Asterolasia grandiflora is a species of weak, open shrub or sub-shrub that is endemic to the southwest of Western Australia. It has oblong, elliptical or egg-shaped leaves and pink to mauve flowers arranged in umbels of about three flowers with a thick covering of star-shaped hairs on the back of the petals.

==Description==
Asterolasia grandiflora is a weak, open shrub or sub-shrub that typically grows to a height of 20–60 cm. The leaves are oblong, elliptical or egg-shaped, 4–20 mm long and 1.5–6 mm wide on a short petiole. The upper surface of the leaves has star-shaped hairs when young but the lower surface is densely covered with star-shaped hairs. The flowers are arranged in three or four in leaf axils and on the ends of branchlets, each flower on a pedicel 5–17 mm long and covered with thick, star-shaped hairs. The petals are pink to mauve, broadly elliptical to egg-shaped, 6–15 mm long and 3–9 mm wide, with thick-centred, star-shaped hairs on the back that formed a shield over the flower bud. There are between twelve and twenty-four stamens.

==Taxonomy==
This species was first formally described in 1863 by William Jackson Hooker who gave it the name Phebalium grandiflorum and published the description in Icones Plantarum.

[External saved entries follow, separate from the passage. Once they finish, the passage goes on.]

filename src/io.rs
//! To take charge of io: coordinate csv input, cluster csv output and the
//! per tomogram matrix dumps.
//!
//! The dumps mirror what the xmipptomo protocol leaves next to a run
//! (adjacency, degree, laplacian, eigenvector and eigenvalue matrices as
//! plain text) and exist for auditing only, the layout is not a contract.

use log::*;

use anyhow::anyhow;

use std::fs::OpenOptions;
use std::io::{BufRead, BufReader, Read};
use std::path::Path;
use std::str::FromStr;

use num_traits::Float;

use ndarray::{Array1, Array2};

use csv::*;

use crate::coordset::{Coordinate3D, CoordinateSet};
use crate::graphlaplace::{GraphLaplacian, LaplacianSpectrum};

// count number of first lines beginning with '#' or '%'
pub(crate) fn get_header_size(filepath: &Path) -> anyhow::Result<usize> {
    //
    log::debug!("get_header_size");
    //
    let fileres = OpenOptions::new().read(true).open(filepath);
    if fileres.is_err() {
        log::error!(
            "fn get_header_size : could not open file {:?}",
            filepath.as_os_str()
        );
        return Err(anyhow!(
            "fn get_header_size : could not open file {}",
            filepath.display()
        ));
    }
    let mut file = fileres?;
    let mut nb_header_lines = 0;
    let mut c = [0];
    let mut more = true;
    while more {
        if file.read_exact(&mut c).is_err() {
            // empty file or all header
            break;
        }
        if ['#', '%'].contains(&(c[0] as char)) {
            nb_header_lines += 1;
            loop {
                if file.read_exact(&mut c).is_err() {
                    // header line without trailing newline at end of file
                    more = false;
                    break;
                }
                if c[0] == b'\n' {
                    break;
                }
            }
        } else {
            more = false;
            log::debug!("file has {} nb headers lines", nb_header_lines);
        }
    }
    //
    Ok(nb_header_lines)
} // end of get_header_size

/// get coordinate records from a csv file.
/// Each line of the file must have 4 fields: the tomogram (volume) name
/// and the x, y, z position, with some standard csv delimiter.
/// A header is possible with lines beginning with '#' or '%'.
pub fn get_coordinates_from_csv<F>(filepath: &Path, delim: u8) -> anyhow::Result<Vec<(String, F, F, F)>>
where
    F: FromStr + Float,
{
    //
    let nb_headers_line = get_header_size(filepath)?;
    log::info!("get_coordinates_from_csv , got header nb lines {}", nb_headers_line);
    let fileres = OpenOptions::new().read(true).open(filepath);
    if fileres.is_err() {
        log::error!(
            "get_coordinates_from_csv could not open file {:?}",
            filepath.as_os_str()
        );
        return Err(anyhow!(
            "get_coordinates_from_csv could not open file {}",
            filepath.display()
        ));
    }
    let file = fileres?;
    let mut bufreader = BufReader::new(file);
    // skip header lines
    let mut headerline = String::new();
    for _ in 0..nb_headers_line {
        bufreader.read_line(&mut headerline)?;
    }
    //
    let mut num_record: usize = 0;
    let mut coordinates = Vec::<(String, F, F, F)>::new();
    //
    let mut rdr = ReaderBuilder::new()
        .delimiter(delim)
        .flexible(false)
        .has_headers(false)
        .from_reader(bufreader);
    for result in rdr.records() {
        num_record += 1;
        let record = result?;
        if record.len() != 4 {
            log::error!(
                "record {} has {} fields, expecting tomogram,x,y,z ; check the delimiter, got {:?} as delimiter",
                num_record,
                record.len(),
                delim as char
            );
            return Err(anyhow!(
                "record {} has {} fields, expecting tomogram,x,y,z",
                num_record,
                record.len()
            ));
        }
        let vol_name = record.get(0).unwrap().trim();
        let mut position = [F::zero(); 3];
        for (j, p) in position.iter_mut().enumerate() {
            let field = record.get(1 + j).unwrap().trim();
            if let Ok(val) = field.parse::<F>() {
                *p = val;
            } else {
                log::error!(
                    "error decoding field {} of record {}, field : {:?}",
                    1 + j,
                    num_record,
                    field
                );
                return Err(anyhow!(
                    "error decoding field {} of record {}, field : {:?}",
                    1 + j,
                    num_record,
                    field
                ));
            }
        }
        coordinates.push((String::from(vol_name), position[0], position[1], position[2]));
    }
    log::info!("got {} coordinate records", coordinates.len());
    Ok(coordinates)
} // end of get_coordinates_from_csv

/// read a whole [CoordinateSet] from a csv file, object ids assigned from
/// record order (1-based). The precedents reference is the file stem.
pub fn read_coordinate_set(
    filepath: &Path,
    delim: u8,
    box_size: u32,
    sampling_rate: f64,
) -> anyhow::Result<CoordinateSet> {
    let records = get_coordinates_from_csv::<f64>(filepath, delim)?;
    let precedents = filepath
        .file_stem()
        .map(|s| s.to_string_lossy().into_owned())
        .unwrap_or_default();
    let mut set = CoordinateSet::new(&precedents, box_size, sampling_rate);
    for (ix, (vol_name, x, y, z)) in records.iter().enumerate() {
        set.append(Coordinate3D::new(1 + ix as u64, vol_name, *x, *y, *z));
    }
    Ok(set)
} // end of read_coordinate_set

//==========================================================================

/// This function dumps an array2 into a space delimited text file
pub fn write_matrix_txt(filepath: &Path, mat: &Array2<f64>) -> anyhow::Result<()> {
    //
    let mut csv_writer = WriterBuilder::new().delimiter(b' ').from_path(filepath)?;
    let (nbrow, nbcol) = mat.dim();
    let mut line: Vec<String> = (0..nbcol).map(|_| String::from("")).collect();
    for i in 0..nbrow {
        for j in 0..nbcol {
            line[j] = format!("{:.18e}", mat[[i, j]]);
        }
        csv_writer.write_record(&line)?;
    }
    csv_writer.flush()?;
    //
    Ok(())
} // end of write_matrix_txt

/// one value per line, numpy savetxt style
pub fn write_vector_txt(filepath: &Path, vec: &Array1<f64>) -> anyhow::Result<()> {
    //
    let mut csv_writer = WriterBuilder::new().delimiter(b' ').from_path(filepath)?;
    for v in vec.iter() {
        csv_writer.write_record([format!("{:.18e}", v)])?;
    }
    csv_writer.flush()?;
    //
    Ok(())
} // end of write_vector_txt

// dump files are named after the basename of the volume
fn vol_short_name(vol_name: &str) -> String {
    Path::new(vol_name)
        .file_name()
        .map(|s| s.to_string_lossy().into_owned())
        .unwrap_or_else(|| String::from(vol_name))
} // end of vol_short_name

/// audit dumps of one tomogram group: adjacency, degree, laplacian,
/// eigenvector and eigenvalue matrices, one text file each.
pub fn dump_group_matrices(
    dir: &Path,
    vol_name: &str,
    adjacency: &Array2<f64>,
    laplacian: &GraphLaplacian,
    spectrum: &LaplacianSpectrum,
) -> anyhow::Result<()> {
    let short = vol_short_name(vol_name);
    log::debug!("dumping matrices for tomogram {} in {:?}", short, dir);
    std::fs::create_dir_all(dir)?;
    write_matrix_txt(&dir.join(format!("adjacency_matrix_{}", short)), adjacency)?;
    let degree = Array2::from_diag(laplacian.get_degrees());
    write_matrix_txt(&dir.join(format!("degree_matrix_{}", short)), &degree)?;
    write_matrix_txt(
        &dir.join(format!("laplacian_matrix_{}", short)),
        laplacian.get_matrix(),
    )?;
    write_matrix_txt(
        &dir.join(format!("eigenvecs_matrix_{}", short)),
        &spectrum.vectors,
    )?;
    write_vector_txt(
        &dir.join(format!("eigenvalues_matrix_{}", short)),
        &spectrum.values,
    )?;
    Ok(())
} // end of dump_group_matrices

/// dump clustered coordinates in a csv file, one record by coordinate:
/// group id, tomogram, x, y, z
pub fn write_clusters_csv(filepath: &Path, outputs: &[CoordinateSet]) -> anyhow::Result<usize> {
    //
    let mut csv_writer = Writer::from_path(filepath)?;
    let mut nb_record = 0;
    for outset in outputs {
        for coord in outset.iter_coordinates() {
            csv_writer.write_record([
                coord.get_group_id().to_string(),
                String::from(coord.get_vol_name()),
                format!("{:.5e}", coord.get_x()),
                format!("{:.5e}", coord.get_y()),
                format!("{:.5e}", coord.get_z()),
            ])?;
            nb_record += 1;
        }
    }
    csv_writer.flush()?;
    //
    Ok(nb_record)
} // end of write_clusters_csv

//==========================================================================

// end of mod tests
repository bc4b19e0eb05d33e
//! Coordinate data model.
//!
//! A [Coordinate3D] is a picked particle position inside one tomogram (a 3D
//! reconstructed volume), in pixel units of that volume. A [CoordinateSet] is
//! the collection the clustering works on: it carries the acquisition
//! metadata (box size, sampling rate) and a reference to the set of
//! tomograms the coordinates were picked from, so that derived sets can copy
//! this information verbatim.

use indexmap::IndexMap;

/// A picked 3D position inside a tomogram.
#[derive(Debug, Clone, PartialEq)]
pub struct Coordinate3D {
    /// object id, opaque to the clustering. Unique inside one set.
    obj_id: u64,
    /// name of the volume (tomogram) the coordinate belongs to
    vol_name: String,
    x: f64,
    y: f64,
    z: f64,
    /// cluster tag set on output coordinates. 0 means not assigned.
    group_id: u32,
} // end of struct Coordinate3D

impl Coordinate3D {
    pub fn new(obj_id: u64, vol_name: &str, x: f64, y: f64, z: f64) -> Self {
        Coordinate3D {
            obj_id,
            vol_name: String::from(vol_name),
            x,
            y,
            z,
            group_id: 0,
        }
    } // end of new

    pub fn get_obj_id(&self) -> u64 {
        self.obj_id
    }

    pub fn get_vol_name(&self) -> &str {
        &self.vol_name
    }

    pub fn get_x(&self) -> f64 {
        self.x
    }

    pub fn get_y(&self) -> f64 {
        self.y
    }

    pub fn get_z(&self) -> f64 {
        self.z
    }

    pub fn get_group_id(&self) -> u32 {
        self.group_id
    }

    pub fn set_group_id(&mut self, group_id: u32) {
        self.group_id = group_id;
    }

    /// position as an array, in the axis order used by the adjacency test
    pub fn position(&self) -> [f64; 3] {
        [self.x, self.y, self.z]
    }
} // end of impl Coordinate3D

//==========================================================================

/// A set of 3D coordinates with the metadata of the set they were picked
/// from. Derived (output) sets must carry the same box size and sampling
/// rate as the input set, not recomputed values.
#[derive(Debug, Clone)]
pub struct CoordinateSet {
    /// reference (by name) to the set of tomograms the coordinates belong to
    precedents: String,
    /// discriminating suffix of derived sets, empty for a root set
    suffix: String,
    /// particle box size in voxels
    box_size: u32,
    /// sampling rate in Angstrom/pixel
    sampling_rate: f64,
    items: Vec<Coordinate3D>,
} // end of struct CoordinateSet

impl CoordinateSet {
    pub fn new(precedents: &str, box_size: u32, sampling_rate: f64) -> Self {
        CoordinateSet {
            precedents: String::from(precedents),
            suffix: String::new(),
            box_size,
            sampling_rate,
            items: Vec::<Coordinate3D>::new(),
        }
    } // end of new

    /// the factory for derived sets: a fresh empty set pointing to the same
    /// precedents, discriminated by a suffix. Metadata is not copied here,
    /// callers go through [copy_info](Self::copy_info).
    pub fn derive_empty(&self, suffix: &str) -> Self {
        CoordinateSet {
            precedents: self.precedents.clone(),
            suffix: String::from(suffix),
            box_size: 0,
            sampling_rate: 0.,
            items: Vec::<Coordinate3D>::new(),
        }
    } // end of derive_empty

    /// copy box size and sampling rate verbatim from another set
    pub fn copy_info(&mut self, other: &CoordinateSet) {
        self.box_size = other.box_size;
        self.sampling_rate = other.sampling_rate;
    }

    pub fn append(&mut self, coord: Coordinate3D) {
        self.items.push(coord);
    }

    pub fn iter_coordinates(&self) -> std::slice::Iter<'_, Coordinate3D> {
        self.items.iter()
    }

    pub fn get_first_item(&self) -> Option<&Coordinate3D> {
        self.items.first()
    }

    pub fn get_items(&self) -> &[Coordinate3D] {
        &self.items
    }

    pub fn len(&self) -> usize {
        self.items.len()
    }

    pub fn is_empty(&self) -> bool {
        self.items.is_empty()
    }

    pub fn get_precedents(&self) -> &str {
        &self.precedents
    }

    pub fn get_suffix(&self) -> &str {
        &self.suffix
    }

    pub fn get_box_size(&self) -> u32 {
        self.box_size
    }

    pub fn set_box_size(&mut self, box_size: u32) {
        self.box_size = box_size;
    }

    pub fn get_sampling_rate(&self) -> f64 {
        self.sampling_rate
    }

    pub fn set_sampling_rate(&mut self, sampling_rate: f64) {
        self.sampling_rate = sampling_rate;
    }
} // end of impl CoordinateSet

//==========================================================================

/// One pass grouping of coordinates by owning tomogram.
/// The map keeps tomograms in order of first appearance in the input, so a
/// run over the groups visits tomograms in the order they were picked.
/// There is never any adjacency across groups.
pub fn group_by_tomogram(coords: &[Coordinate3D]) -> IndexMap<String, Vec<Coordinate3D>> {
    let mut groups = IndexMap::<String, Vec<Coordinate3D>>::new();
    for coord in coords {
        groups
            .entry(String::from(coord.get_vol_name()))
            .or_default()
            .push(coord.clone());
    }
    log::debug!(
        "group_by_tomogram : {} coordinates in {} tomograms",
        coords.len(),
        groups.len()
    );
    groups
} // end of group_by_tomogram

//==========================================================================

// end of mod tests
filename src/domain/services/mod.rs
mod app_state;
pub mod clipboard;
mod completions;
mod credentials;
mod exports;
mod scroll;
mod session;
mod syntaxes;

pub use app_state::*;
pub use completions::*;
pub use credentials::*;
pub use exports::*;
pub use scroll::*;
pub use session::*;
pub use syntaxes::*;
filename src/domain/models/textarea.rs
use ratatui::style::Style;
use ratatui::widgets::Block;
use ratatui::widgets::BorderType;
use ratatui::widgets::Borders;
use ratatui::widgets::Padding;

use super::Palette;

pub struct TextArea {}

impl<'a> TextArea {
    pub fn default() -> tui_textarea::TextArea<'a> {
        return tui_textarea::TextArea::default();
    }

    /// Request box pre-filled with `text`, one textarea line per line.
    pub fn with_text(text: &str) -> tui_textarea::TextArea<'a> {
        if text.is_empty() {
            return TextArea::default();
        }

        return tui_textarea::TextArea::new(
            text.split('\n')
                .map(|e| return e.to_string())
                .collect::<Vec<String>>(),
        );
    }

    /// Applies the palette and a focus-aware border. Called on every frame so
    /// theme toggles take effect immediately.
    pub fn style(
        textarea: &mut tui_textarea::TextArea<'a>,
        title: &'a str,
        focused: bool,
        palette: Palette,
    ) {
        let mut border_style = Style::default().fg(palette.foreground());
        if focused {
            border_style = border_style.fg(palette.accent());
        }

        textarea.set_style(
            Style::default()
                .fg(palette.foreground())
                .bg(palette.input_background()),
        );
        textarea.set_cursor_line_style(Style::default());
        textarea.set_block(
            Block::default()
                .borders(Borders::ALL)
                .border_type(BorderType::Double)
                .border_style(border_style)
                .title(title)
                .padding(Padding::new(1, 1, 0, 0)),
        );
    }
}
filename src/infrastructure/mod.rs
pub mod backends;
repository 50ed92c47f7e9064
pub mod models;
pub mod services;
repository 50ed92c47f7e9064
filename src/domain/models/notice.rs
#[derive(Copy, Clone, Debug, PartialEq, Eq)]
pub enum NoticeType {
    Info,
    Error,
}

/// A modal message box. The screen shows it until any key is pressed.
#[derive(Clone, Debug, PartialEq, Eq)]
pub struct Notice {
    pub title: String,
    pub text: String,
    ntype: NoticeType,
}

impl Notice {
    pub fn info(title: &str, text: &str) -> Notice {
        return Notice {
            title: title.to_string(),
            text: text.to_string(),
            ntype: NoticeType::Info,
        };
    }

    pub fn error(title: &str, text: &str) -> Notice {
        return Notice {
            title: title.to_string(),
            text: text.to_string(),
            ntype: NoticeType::Error,
        };
    }

    pub fn notice_type(&self) -> NoticeType {
        return self.ntype;
    }
}
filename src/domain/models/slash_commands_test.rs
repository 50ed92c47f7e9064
use super::SlashCommand;

#[test]
fn it_parse_empty_string() {
    assert!(SlashCommand::parse("").is_none());
}

#[test]
fn it_parse_space_only() {
    assert!(SlashCommand::parse(" ").is_none());
}

#[test]
fn it_parse_single_slash() {
    assert!(SlashCommand::parse("/").is_none());
}

#[test]
fn it_parse_invalid_prefix() {
    assert!(SlashCommand::parse("!q").is_none());
}

#[test]
fn it_parse_plain_request() {
    assert!(SlashCommand::parse("write a quicksort in C").is_none());
}

#[test]
fn it_parse_valid_prefix() {
    let cmd = SlashCommand::parse("/q");
    assert!(cmd.is_some());
    assert_eq!(cmd.unwrap().command, "/q");
}

#[test]
fn it_is_quit() {
    for text in ["/q", "/quit", "/exit"] {
        assert!(SlashCommand::parse(text).unwrap().is_quit());
    }
    assert!(!SlashCommand::parse("/h").unwrap().is_quit());
}

#[test]
fn it_is_help() {
    for text in ["/h", "/help"] {
        assert!(SlashCommand::parse(text).unwrap().is_help());
    }
}

#[test]
fn it_is_language_with_args() {
    let cmd = SlashCommand::parse("/lang  JavaScript").unwrap();
    assert!(cmd.is_language());
    assert_eq!(cmd.args, vec!["JavaScript".to_string()]);
}

#[test]
fn it_is_copy_code() {
    assert!(SlashCommand::parse("/copy").unwrap().is_copy_code());
    assert!(SlashCommand::parse("/c code").unwrap().is_copy_code());
    assert!(!SlashCommand::parse("/copy explanation").unwrap().is_copy_code());
}

#[test]
fn it_is_copy_explanation() {
    assert!(SlashCommand::parse("/copy explanation").unwrap().is_copy_explanation());
    assert!(SlashCommand::parse("/c e").unwrap().is_copy_explanation());
    assert!(!SlashCommand::parse("/copy").unwrap().is_copy_explanation());
}

#[test]
fn it_rejects_unknown_copy_target() {
    assert!(SlashCommand::parse("/copy everything").is_none());
}

#[test]
fn it_is_save_code() {
    assert!(SlashCommand::parse("/save").unwrap().is_save_code());
    assert!(SlashCommand::parse("/s Code").unwrap().is_save_code());
    assert!(!SlashCommand::parse("/save conversation").unwrap().is_save_code());
}

#[test]
fn it_is_save_conversation() {
    assert!(SlashCommand::parse("/save conversation").unwrap().is_save_conversation());
    assert!(SlashCommand::parse("/s conv").unwrap().is_save_conversation());
}

#[test]
fn it_is_theme_new_and_clear() {
    assert!(SlashCommand::parse("/theme").unwrap().is_theme());
    assert!(SlashCommand::parse("/n").unwrap().is_new_chat());
    assert!(SlashCommand::parse("/clear").unwrap().is_clear_history());
    assert!(!SlashCommand::parse("/new").unwrap().is_clear_history());
}
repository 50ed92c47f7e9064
#[cfg(test)]
#[path = "slash_commands_test.rs"]
mod tests;

pub struct SlashCommand {
    command: String,
    pub args: Vec<String>,
}

impl SlashCommand {
    pub fn parse(text: &str) -> Option<SlashCommand> {
        let mut args = text
            .trim()
            .split(' ')
            .filter(|e| return !e.is_empty())
            .map(|e| return e.to_string())
            .collect::<Vec<String>>();
        if args.is_empty() {
            return None;
        }

        let prefix = args.remove(0);
        let cmd = SlashCommand {
            command: prefix,
            args,
        };
        if cmd.is_quit()
            || cmd.is_help()
            || cmd.is_language()
            || cmd.is_copy_code()
            || cmd.is_copy_explanation()
            || cmd.is_save_code()
            || cmd.is_save_conversation()
            || cmd.is_theme()
            || cmd.is_new_chat()
            || cmd.is_clear_history()
        {
            return Some(cmd);
        }

        return None;
    }

    fn first_arg(&self) -> String {
        return self
            .args
            .first()
            .map(|e| return e.to_lowercase())
            .unwrap_or_default();
    }

    pub fn is_quit(&self) -> bool {
        return ["/q", "/quit", "/exit"].contains(&self.command.as_str());
    }

    pub fn is_help(&self) -> bool {
        return ["/h", "/help"].contains(&self.command.as_str());
    }

    pub fn is_language(&self) -> bool {
        return ["/l", "/lang", "/language"].contains(&self.command.as_str());
    }

    /// `/copy` with no argument copies the code.
    pub fn is_copy_code(&self) -> bool {
        return ["/c", "/copy"].contains(&self.command.as_str())
            && ["", "code"].contains(&self.first_arg().as_str());
    }

    pub fn is_copy_explanation(&self) -> bool {
        return ["/c", "/copy"].contains(&self.command.as_str())
            && ["e", "explanation"].contains(&self.first_arg().as_str());
    }

    /// `/save` with no argument saves the code.
    pub fn is_save_code(&self) -> bool {
        return ["/s", "/save"].contains(&self.command.as_str())
            && ["", "code"].contains(&self.first_arg().as_str());
    }

    pub fn is_save_conversation(&self) -> bool {
        return ["/s", "/save"].contains(&self.command.as_str())
            && ["conv", "conversation"].contains(&self.first_arg().as_str());
    }

    pub fn is_theme(&self) -> bool {
        return ["/t", "/theme"].contains(&self.command.as_str());
    }

    pub fn is_new_chat(&self) -> bool {
        return ["/n", "/new"].contains(&self.command.as_str());
    }

    pub fn is_clear_history(&self) -> bool {
        return ["/clear"].contains(&self.command.as_str());
    }
}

In 1863, George Bentham changed the name to Asterolasia grandiflora, publishing the change in Flora Australiensis.

==Distribution and habitat==
Asterolasia grandiflora grows on breakaways and hills mostly between Toodyay and York in Western Australia.

==Conservation status==
Asterolasia grandiflora is classified as "Priority Four" by the Government of Western Australia Department of Parks and Wildlife, meaning that is rare or near threatened.